***** DATA SUPPLIED

//! Build-turn inference from unit id ordering.
//!
//! Unit ids are handed out in creation order across both parties. So if the
//! smallest id seen being built on turn `t` is `n`, every still-unplaced unit
//! with an id below `n` already existed when turn `t` began, and the latest
//! it could have been built is the opponent's preceding turn, `t - 1`.
//!
//! The pass walks turns `-1, 1, 3, ...` (the pre-match pseudo-turn, then every
//! turn of the second mover) up to the last observed turn and backfills
//! against each boundary.
//!
//! When a turn past the start has no observed build, the boundary is treated
//! as unbounded and every still-unplaced unit is attributed to the previous
//! turn. That misplaces units when the second mover simply did not build, and
//! is kept as a known limitation of the heuristic.

use serde::{Deserialize, Serialize};

use crate::registry::UnitRegistry;
use crate::unit::BuildTurn;

/// Boundary used when a turn shows no direct build evidence.
pub const UNBOUNDED_THRESHOLD: u64 = u64::MAX;

/// Outcome of an inference pass.
#[derive(Debug, Clone, Copy, Default, PartialEq, Eq, Serialize, Deserialize)]
pub struct InferenceSummary {
    /// Units given an inferred build turn.
    pub assigned: u32,
    /// Identified units still without a build turn.
    pub unplaced: u32,
}

/// Fill in unknown build turns using the id-ordering heuristic.
///
/// Direct evidence is never touched and the pass is idempotent.
pub fn infer(registry: &mut UnitRegistry, max_turn_observed: u32) -> InferenceSummary {
    let last = i64::from(max_turn_observed);
    let mut summary = InferenceSummary::default();

    let mut turn: i64 = -1;
    while turn <= last {
        let boundary = registry
            .units()
            .filter(|unit| {
                unit.build_turn
                    .is_some_and(|built| built.is_direct() && built.ordinal() == turn)
            })
            .filter_map(|unit| unit.id())
            .min();

        let threshold = match boundary {
            Some(id) => id.0,
            // Nothing produced yet, so there is no boundary to backfill against
            None if turn <= 0 => {
                turn += 2;
                continue;
            }
            None => UNBOUNDED_THRESHOLD,
        };

        for unit in registry.units_mut() {
            let below = unit.id().is_some_and(|id| id.0 < threshold);
            if below && unit.build_turn.is_none() {
                unit.build_turn = Some(BuildTurn::inferred(turn - 1));
                summary.assigned += 1;
            }
        }

        turn += 2;
    }

    summary.unplaced = registry
        .units()
        .filter(|unit| unit.id().is_some() && unit.build_turn.is_none())
        .count() as u32;

    tracing::info!(
        assigned = summary.assigned,
        unplaced = summary.unplaced,
        max_turn_observed,
        "Build-turn inference complete"
    );
    summary
}

#[cfg(test)]
mod tests {
    use super::*;
    use crate::roster::{PartyId, Roster};
    use crate::snapshot::ActionEvent;
    use crate::unit::UnitId;
    use crate::wire::{Player, UnitFields};

    fn registry() -> UnitRegistry {
        let player = |id: u64, order: u32| Player {
            id: PartyId(id),
            name: format!("p{id}"),
            order,
            funds: None,
            income: None,
            co_name: None,
        };
        UnitRegistry::new(Roster::from_players(&[player(1, 1), player(2, 2)]).unwrap())
    }

    fn fields(id: u64) -> UnitFields {
        UnitFields {
            id: UnitId(id),
            ..Default::default()
        }
    }

    fn build_turn(registry: &UnitRegistry, id: u64) -> Option<BuildTurn> {
        registry.unit(UnitId(id)).and_then(|u| u.build_turn)
    }

    #[test]
    fn test_backfills_to_previous_turn() {
        let mut registry = registry();
        registry.merge(0, &[fields(5)], &[ActionEvent::Build(fields(10))]);
        registry.merge(
            1,
            &[],
            &[
                ActionEvent::Discover(vec![fields(11)]),
                ActionEvent::Build(fields(12)),
            ],
        );
        registry.merge(2, &[], &[ActionEvent::Build(fields(14))]);

        let summary = infer(&mut registry, 2);

        assert_eq!(summary.assigned, 1);
        assert_eq!(build_turn(&registry, 11), Some(BuildTurn::Inferred(0)));
        assert_eq!(build_turn(&registry, 5), Some(BuildTurn::PreMatch));
        assert_eq!(build_turn(&registry, 10), Some(BuildTurn::Observed(0)));
        assert_eq!(build_turn(&registry, 12), Some(BuildTurn::Observed(1)));
        assert_eq!(build_turn(&registry, 14), Some(BuildTurn::Observed(2)));
    }

    #[test]
    fn test_units_older_than_pre_match_are_pre_match() {
        let mut registry = registry();
        registry.merge(0, &[fields(5)], &[]);
        registry.merge(1, &[], &[ActionEvent::Discover(vec![fields(3)])]);

        infer(&mut registry, 1);

        assert_eq!(build_turn(&registry, 3), Some(BuildTurn::InferredPreMatch));
    }

    #[test]
    fn test_turn_without_builds_uses_unbounded_threshold() {
        // Turn 1 shows no build, so both discoveries land on turn 0 even
        // though unit 40 may have been built later.
        let mut registry = registry();
        registry.merge(0, &[], &[]);
        registry.merge(
            1,
            &[],
            &[ActionEvent::Discover(vec![fields(20), fields(40)])],
        );

        infer(&mut registry, 1);

        assert_eq!(build_turn(&registry, 20), Some(BuildTurn::Inferred(0)));
        assert_eq!(build_turn(&registry, 40), Some(BuildTurn::Inferred(0)));
    }

    #[test]
    fn test_short_match_leaves_units_unplaced() {
        let mut registry = registry();
        registry.merge(0, &[], &[ActionEvent::Discover(vec![fields(8)])]);

        let summary = infer(&mut registry, 0);

        assert_eq!(summary.assigned, 0);
        assert_eq!(summary.unplaced, 1);
        assert_eq!(build_turn(&registry, 8), None);
    }

    #[test]
    fn test_inference_is_idempotent() {
        let mut registry = registry();
        registry.merge(0, &[fields(1)], &[ActionEvent::Build(fields(2))]);
        registry.merge(
            1,
            &[],
            &[
                ActionEvent::Discover(vec![fields(3)]),
                ActionEvent::Build(fields(4)),
            ],
        );
        registry.merge(3, &[], &[ActionEvent::Discover(vec![fields(6)])]);

        infer(&mut registry, 3);
        let once = registry.clone();
        infer(&mut registry, 3);

        assert_eq!(registry, once);
    }
}
//! Turn source backed by a directory of JSON documents.

use std::fs;
use std::io::ErrorKind;
use std::path::{Path, PathBuf};

use recon_core::source::{SourceError, TurnSource};
use recon_core::wire::TurnDocument;

/// Reads `<root>/<match_id>/turn_<n>.json`.
#[derive(Debug, Clone)]
pub struct DirectorySource {
    dir: PathBuf,
}

impl DirectorySource {
    /// Source for one match stored under `root`.
    pub fn new(root: &Path, match_id: &str) -> Self {
        Self {
            dir: root.join(match_id),
        }
    }

    /// Directory holding this match's documents.
    pub fn dir(&self) -> &Path {
        &self.dir
    }

    /// Path of one turn's document.
    pub fn turn_path(&self, turn: u32) -> PathBuf {
        self.dir.join(format!("turn_{turn}.json"))
    }
}

impl TurnSource for DirectorySource {
    fn load_turn(&mut self, turn: u32) -> Result<TurnDocument, SourceError> {
        let path = self.turn_path(turn);
        let text = match fs::read_to_string(&path) {
            Ok(text) => text,
            Err(e) if e.kind() == ErrorKind::NotFound => return Err(SourceError::Missing(turn)),
            Err(e) => {
                return Err(SourceError::Transport(format!(
                    "{}: {e}",
                    path.display()
                )))
            }
        };
        tracing::debug!(turn, path = %path.display(), bytes = text.len(), "Read turn document");
        TurnDocument::from_json(turn, &text)
    }
}

#[cfg(test)]
mod tests {
    use super::*;

    #[test]
    fn test_turn_path_layout() {
        let source = DirectorySource::new(Path::new("replays"), "42");
        assert_eq!(
            source.turn_path(3),
            Path::new("replays").join("42").join("turn_3.json")
        );
    }

    #[test]
    fn test_missing_directory_is_missing_turn() {
        let mut source = DirectorySource::new(Path::new("/nonexistent/replays"), "1");
        assert_eq!(source.load_turn(0).unwrap_err(), SourceError::Missing(0));
    }
}
//! # Recon Test Utilities
//!
//! Shared testing utilities for all crates:
//! - Fixture builders for rosters, unit fields and turn documents
//! - The reference worked-example registry
//! - Property-based testing strategies

#![forbid(unsafe_code)]
#![warn(missing_docs)]

pub mod fixtures;
pub mod strategies;

/// Re-export proptest for convenience.
pub use proptest;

**********

:: EXERCISE DETAILS ::
Give again, word for word, the lines of the listing, starting at its first line and ending with the line containing "boundary is treated".

:: WRITTEN RESPONSE ::
//! Build-turn inference from unit id ordering.
//!
//! Unit ids are handed out in creation order across both parties. So if the
//! smallest id seen being built on turn `t` is `n`, every still-unplaced unit
//! with an id below `n` already existed when turn `t` began, and the latest
//! it could have been built is the opponent's preceding turn, `t - 1`.
//!
//! The pass walks turns `-1, 1, 3, ...` (the pre-match pseudo-turn, then every
//! turn of the second mover) up to the last observed turn and backfills
//! against each boundary.
//!
//! When a turn past the start has no observed build, the boundary is treated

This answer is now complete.